Introducing these different methodologies enables better usage of taxonomies, thesauri, ontological engineering and concept management ideas to mix structured and semi-structured data to give new insights for how economic statistical classifications and standards can be developed and maintained.

International economic classifications and standards, as is the case with most statistical classifications, are not able to produce or provide multiple output views or different labelling options for categories because of the embedded constraints of the printed page and limitation of computer systems and how human beings use both, or are used to both. An economic classification traditionally needs to have mutually exclusive categories and therefore one label per category and have descriptors that do not exceed the length of a computer screen or A4 page, and so many other things that semantic web and metadata modelling can enable. The use of SKOS or RDF provides options that hardcopy and hierarchical frameworks cannot, especially in the application and usage of concepts.

4.1Simple Knowledge Organization System (SKOS)

In SKOS, concepts can have multiple relationships like the notion of an extended human family, electronic thesauri or neural network model. A traditional economic classification nearly always requires a parent-child relationship between each level due to the narrower to broader aggregation approach for refining the groupings and then relabelling each level to also provide a standalone output.

Using SKOS, concepts can be identified by using unique resource indicators (URIs), labelled with lexical strings that can utilise multiple languages, which can assign notations and link to other concepts and organise this into informal hierarchies and networks using defined concept schemes.

Making use of URIs changes the way in which content can be labelled, used and discovered which removes the constraint of single descriptors or mutually exclusive labels. In addition, the use of synonyms or aliases for categories, additional flexibility and power for describing and presenting information is obtained.

A major advantage of this approach using SKOS is that it makes for more granular metadata and easier integration accompanied by greater ability to share concepts and content across different classifications and/or views. This eliminates the time-consuming and costly overhead that comes with then having to create mappings or correspondence tables between classifications. The data is then able to provide a richer story to the user than it might otherwise have done so.
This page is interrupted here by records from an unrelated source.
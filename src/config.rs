// Copyright (c) 2024 Jan Holthuis <jan.holthuis@rub.de>
//
// This Source Code Form is subject to the terms of the Mozilla Public License, v. 2.0. If a copy
// of the MPL was not distributed with this file, You can obtain one at
// http://mozilla.org/MPL/2.0/.
//
// SPDX-License-Identifier: MPL-2.0

//! Configuration utils.

use crate::scan_store::ScanSnapshot;
use serde::{Deserialize, Serialize};
use std::path::{Path, PathBuf};
use thiserror::Error;

/// Encountered when the configuration cannot be loaded.
#[derive(Error, Debug)]
#[error("Configuration Error: {0}")]
pub struct ConfigError(#[from] toml::de::Error);

/// Default configuration TOML string.
const DEFAULT_CONFIG: &str = include_str!("default_config.toml");

/// Represents a piece of configuration that can be merged with another one.
trait MergeableConfig {
    /// Merge this configuration object with another one, taking values not set in this object from
    /// the other one (if present).
    fn merge(&self, other: &Self) -> Self;
}

/// Analyzer kinds that can be run on a decoded audio stream (C1).
#[derive(Debug, Clone, Copy, PartialEq, Eq, Deserialize, Serialize)]
#[serde(rename_all = "snake_case")]
pub enum AnalyzerType {
    /// Determine the track length from the container's codec parameters.
    TrackLength,
    /// Compute a Chromaprint-compatible acoustic fingerprint.
    ChromaprintFingerprint,
}

/// Configuration for the tag/fingerprint extractor (C1).
#[derive(Debug, Clone, Deserialize, Serialize)]
pub struct AnalyzerConfig {
    /// Analyzers to run for every scanned file.
    pub enabled: Vec<AnalyzerType>,
    /// Number of worker threads used to extract tags/fingerprints concurrently.
    ///
    /// `0` means "number of CPU cores".
    pub num_parallel_jobs: Option<usize>,
    /// Per-file I/O timeout, in seconds, before a file is marked invalid (§5).
    pub file_io_timeout_secs: Option<u64>,
}

impl MergeableConfig for AnalyzerConfig {
    fn merge(&self, other: &Self) -> Self {
        AnalyzerConfig {
            enabled: if self.enabled.is_empty() {
                other.enabled.clone()
            } else {
                self.enabled.clone()
            },
            num_parallel_jobs: self.num_parallel_jobs.or(other.num_parallel_jobs),
            file_io_timeout_secs: self.file_io_timeout_secs.or(other.file_io_timeout_secs),
        }
    }
}

/// Configuration for the scan snapshot store (C3).
#[expect(missing_copy_implementations)]
#[derive(Debug, Clone, Deserialize, Serialize)]
pub struct ScanConfig {
    /// Directory where scan snapshot databases are kept.
    pub snapshot_dir: Option<String>,
    /// Minimum number of records batched per commit while inserting.
    pub insert_batch_size: Option<usize>,
    /// How long (in days) archived snapshots are retained before they may be deleted.
    pub archive_retention_days: Option<u32>,
}

impl MergeableConfig for ScanConfig {
    fn merge(&self, other: &Self) -> Self {
        ScanConfig {
            snapshot_dir: self.snapshot_dir.clone().or_else(|| other.snapshot_dir.clone()),
            insert_batch_size: self.insert_batch_size.or(other.insert_batch_size),
            archive_retention_days: self
                .archive_retention_days
                .or(other.archive_retention_days),
        }
    }
}

/// Configuration for the directory code allocator (C5).
#[expect(missing_copy_implementations)]
#[derive(Debug, Clone, Deserialize, Serialize)]
pub struct DirectoryCodeConfig {
    /// Minimum code length; shorter codes are padded.
    pub min_length: Option<usize>,
    /// Maximum code length; longer codes are truncated.
    pub max_length: Option<usize>,
    /// Maximum number of `-N` collision suffixes to try before giving up.
    pub max_collision_attempts: Option<usize>,
}

impl MergeableConfig for DirectoryCodeConfig {
    fn merge(&self, other: &Self) -> Self {
        DirectoryCodeConfig {
            min_length: self.min_length.or(other.min_length),
            max_length: self.max_length.or(other.max_length),
            max_collision_attempts: self
                .max_collision_attempts
                .or(other.max_collision_attempts),
        }
    }
}

/// Configuration for the operational catalog database (C10) and the scan snapshot archive.
#[expect(missing_copy_implementations)]
#[derive(Debug, Clone, Deserialize, Serialize)]
pub struct DatabaseConfig {
    /// Path to the catalog database file (artists/release-groups/releases/tracks/release-tracks
    /// and the co-located `staging_items` table).
    pub catalog_path: Option<String>,
}

impl MergeableConfig for DatabaseConfig {
    fn merge(&self, other: &Self) -> Self {
        DatabaseConfig {
            catalog_path: self.catalog_path.clone().or_else(|| other.catalog_path.clone()),
        }
    }
}

/// Configuration for path templates used by the staging materializer and the promotion
/// transactor (§6).
#[derive(Debug, Clone, Deserialize, Serialize)]
pub struct PathsConfig {
    /// Handlebars template for a staging release directory, relative to the staging root.
    pub staging_format: Option<String>,
    /// Handlebars template for a production release directory, relative to the production root.
    pub production_format: Option<String>,
    /// Handlebars template for a single track's filename (without directory), relative to its
    /// release directory.
    pub track_format: Option<String>,
    /// Maximum length of a single path segment.
    pub max_segment_length: Option<usize>,
    /// Maximum total path length in bytes.
    pub max_path_bytes: Option<usize>,
}

impl MergeableConfig for PathsConfig {
    fn merge(&self, other: &Self) -> Self {
        PathsConfig {
            staging_format: self.staging_format.clone().or_else(|| other.staging_format.clone()),
            production_format: self
                .production_format
                .clone()
                .or_else(|| other.production_format.clone()),
            track_format: self.track_format.clone().or_else(|| other.track_format.clone()),
            max_segment_length: self.max_segment_length.or(other.max_segment_length),
            max_path_bytes: self.max_path_bytes.or(other.max_path_bytes),
        }
    }
}

/// Configuration for the staging materializer (C6).
#[expect(missing_copy_implementations)]
#[derive(Debug, Clone, Deserialize, Serialize)]
pub struct StagingConfig {
    /// Root directory under which staging release directories are created.
    pub staging_root: Option<String>,
    /// Number of workers used to move files into staging concurrently.
    pub num_parallel_jobs: Option<usize>,
    /// Rate limit, in bytes/sec, applied to staging file moves. `None` disables the limit.
    pub rate_limit_bytes_per_sec: Option<u64>,
}

impl MergeableConfig for StagingConfig {
    fn merge(&self, other: &Self) -> Self {
        StagingConfig {
            staging_root: self.staging_root.clone().or_else(|| other.staging_root.clone()),
            num_parallel_jobs: self.num_parallel_jobs.or(other.num_parallel_jobs),
            rate_limit_bytes_per_sec: self
                .rate_limit_bytes_per_sec
                .or(other.rate_limit_bytes_per_sec),
        }
    }
}

/// Configuration for the promotion transactor (C8) and the release-group consolidator (C9).
#[expect(missing_copy_implementations)]
#[derive(Debug, Clone, Deserialize, Serialize)]
pub struct PromotionConfig {
    /// Root directory of the production catalog tree.
    pub production_root: Option<String>,
    /// Minimum acoustic fingerprint similarity (in `[0, 1]`) to match an existing `Track` (§4.8).
    pub fingerprint_similarity_threshold: Option<f64>,
    /// Fallback window, in seconds, for matching tracks by normalized title + duration.
    pub title_duration_fallback_secs: Option<u32>,
    /// Minimum trigram similarity for a release-group candidate match (§4.9).
    pub release_group_similarity_threshold: Option<f64>,
    /// Minimum similarity margin between the top and runner-up candidate to auto-attach (§4.9).
    pub release_group_ambiguity_margin: Option<f64>,
}

impl MergeableConfig for PromotionConfig {
    fn merge(&self, other: &Self) -> Self {
        PromotionConfig {
            production_root: self
                .production_root
                .clone()
                .or_else(|| other.production_root.clone()),
            fingerprint_similarity_threshold: self
                .fingerprint_similarity_threshold
                .or(other.fingerprint_similarity_threshold),
            title_duration_fallback_secs: self
                .title_duration_fallback_secs
                .or(other.title_duration_fallback_secs),
            release_group_similarity_threshold: self
                .release_group_similarity_threshold
                .or(other.release_group_similarity_threshold),
            release_group_ambiguity_margin: self
                .release_group_ambiguity_margin
                .or(other.release_group_ambiguity_margin),
        }
    }
}

/// The main configuration struct.
#[derive(Debug, Clone, Deserialize, Serialize)]
pub struct Config {
    /// Tag/fingerprint extraction settings (C1).
    pub analyzers: AnalyzerConfig,
    /// Scan snapshot store settings (C3).
    pub scan: ScanConfig,
    /// Directory code allocator settings (C5).
    pub directory_code: DirectoryCodeConfig,
    /// Staging materializer settings (C6).
    pub staging: StagingConfig,
    /// Promotion transactor / consolidator settings (C8/C9).
    pub promotion: PromotionConfig,
    /// Path templates (§6).
    pub paths: PathsConfig,
    /// Catalog database location (C10).
    pub database: DatabaseConfig,
}

impl Default for Config {
    fn default() -> Self {
        Self::load_default().expect("Failed to load default config")
    }
}

impl MergeableConfig for Config {
    /// Merge this configuration object with another one, taking values not set in this object from
    /// the other one (if present).
    fn merge(&self, other: &Self) -> Self {
        Config {
            analyzers: self.analyzers.merge(&other.analyzers),
            scan: self.scan.merge(&other.scan),
            directory_code: self.directory_code.merge(&other.directory_code),
            staging: self.staging.merge(&other.staging),
            promotion: self.promotion.merge(&other.promotion),
            paths: self.paths.merge(&other.paths),
            database: self.database.merge(&other.database),
        }
    }
}

impl Config {
    /// Load the configuration from a string slice.
    fn load_from_str(text: &str) -> Result<Self, ConfigError> {
        let config = toml::from_str(text)?;
        Ok(config)
    }

    /// Load the default configuration.
    fn load_default() -> Result<Self, ConfigError> {
        Self::load_from_str(DEFAULT_CONFIG)
    }

    /// Load the configuration from a file located at the given path.
    ///
    /// # Errors
    ///
    /// This method can fail if the file cannot be accessed or if it contains malformed
    /// configuration markup.
    pub fn load_from_path<T: AsRef<Path>>(path: T) -> crate::Result<Self> {
        let text = std::fs::read_to_string(path)?;
        let config = Self::load_from_str(&text)?;
        Ok(config)
    }

    /// Merge this configuration struct with the default values.
    #[must_use]
    pub fn with_defaults(&self) -> Self {
        let default = Self::default();
        self.merge(&default)
    }

    /// Number of extraction worker threads to use, resolving `0` to the number of CPU cores.
    #[must_use]
    pub fn analyzer_parallelism(&self) -> usize {
        match self.analyzers.num_parallel_jobs.unwrap_or(0) {
            0 => num_cpus::get(),
            n => n,
        }
    }

    /// Number of staging-move worker threads to use, resolving `0`/unset to a sensible default.
    #[must_use]
    pub fn staging_parallelism(&self) -> usize {
        match self.staging.num_parallel_jobs.unwrap_or(0) {
            0 => 4,
            n => n,
        }
    }

    /// Per-file I/O timeout (§5: "per-file IO timeouts (default 60 s) fail the file with
    /// validity=false"), resolving the configured value or the spec default.
    #[must_use]
    pub fn file_io_timeout(&self) -> std::time::Duration {
        std::time::Duration::from_secs(self.analyzers.file_io_timeout_secs.unwrap_or(60))
    }

    /// Path to the catalog database (C10), resolving the configured value or a sensible default.
    #[must_use]
    pub fn catalog_path(&self) -> PathBuf {
        PathBuf::from(self.database.catalog_path.as_deref().unwrap_or("catalog.db"))
    }

    /// Directory where scan snapshot databases are kept (C3), resolving the configured value or
    /// a sensible default.
    #[must_use]
    pub fn scan_snapshot_dir(&self) -> PathBuf {
        PathBuf::from(self.scan.snapshot_dir.as_deref().unwrap_or("scans"))
    }

    /// Snapshot file path for a given scan id (§6: `scan_<timestamp>.db`).
    #[must_use]
    pub fn scan_snapshot_path(&self, scan_id: &str) -> PathBuf {
        self.scan_snapshot_dir().join(ScanSnapshot::file_name(scan_id))
    }
}

#[cfg(test)]
mod tests {
    use super::*;

    #[test]
    fn test_default_config_loads() {
        let config = Config::default();
        assert!(!config.analyzers.enabled.is_empty());
        assert!(config.promotion.fingerprint_similarity_threshold.unwrap() > 0.0);
    }

    #[test]
    fn test_merge_prefers_self() {
        let mut a = Config::default();
        a.staging.staging_root = Some("/custom/staging".to_owned());
        let merged = a.with_defaults();
        assert_eq!(merged.staging.staging_root.as_deref(), Some("/custom/staging"));
    }

    #[test]
    fn test_analyzer_parallelism_zero_means_num_cpus() {
        let mut config = Config::default();
        config.analyzers.num_parallel_jobs = Some(0);
        assert_eq!(config.analyzer_parallelism(), num_cpus::get());
    }
}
4.2Resource Description Framework (RDF)

Generally, RDF is used for representing resource information on the internet and is a tool for sharing information. It uses unique web identifiers for describing resources or entities which makes it a powerful option for structuring and storing economic classification content and provides a quantum leap forward for sharing an identical concept or category across multiple classifications. For example, the concept of aquaculture could be stored once and reused or shared across an industry, product, trade or sector classification, rather than having single entities in single classifications, each with potentially differing definitions.

The other aspect of RDF which makes it so powerful is the RDF triple. This comprises a subject (which describes the web resource for the information), predicate or relationship (which defines a property that the information is sought about) and an object (which contains the value for that predicate) enabling classification content to be disassembled into component parts to enable easier integration and sharing with other systems or frameworks. An illustrative example relating to aquaculture is shown here.

Figure 2.

RDF schema example.

RDF schema example.

Effectively, this process breaks everything down to enable a reconfiguration or repackaging into traditional classification frameworks or alternatively into user defined views which are linked together by their relationship to an overarching concept. By connecting the triples, a graph network of relationships is defined within a set of controlled vocabulary terms [13]. A graph network is a set of nodes joined by a set of lines or arrows and can be created using graph knowledge software. An example of the software is SPARQL which is a query language used to retrieve and manipulate data stored in an RDF format.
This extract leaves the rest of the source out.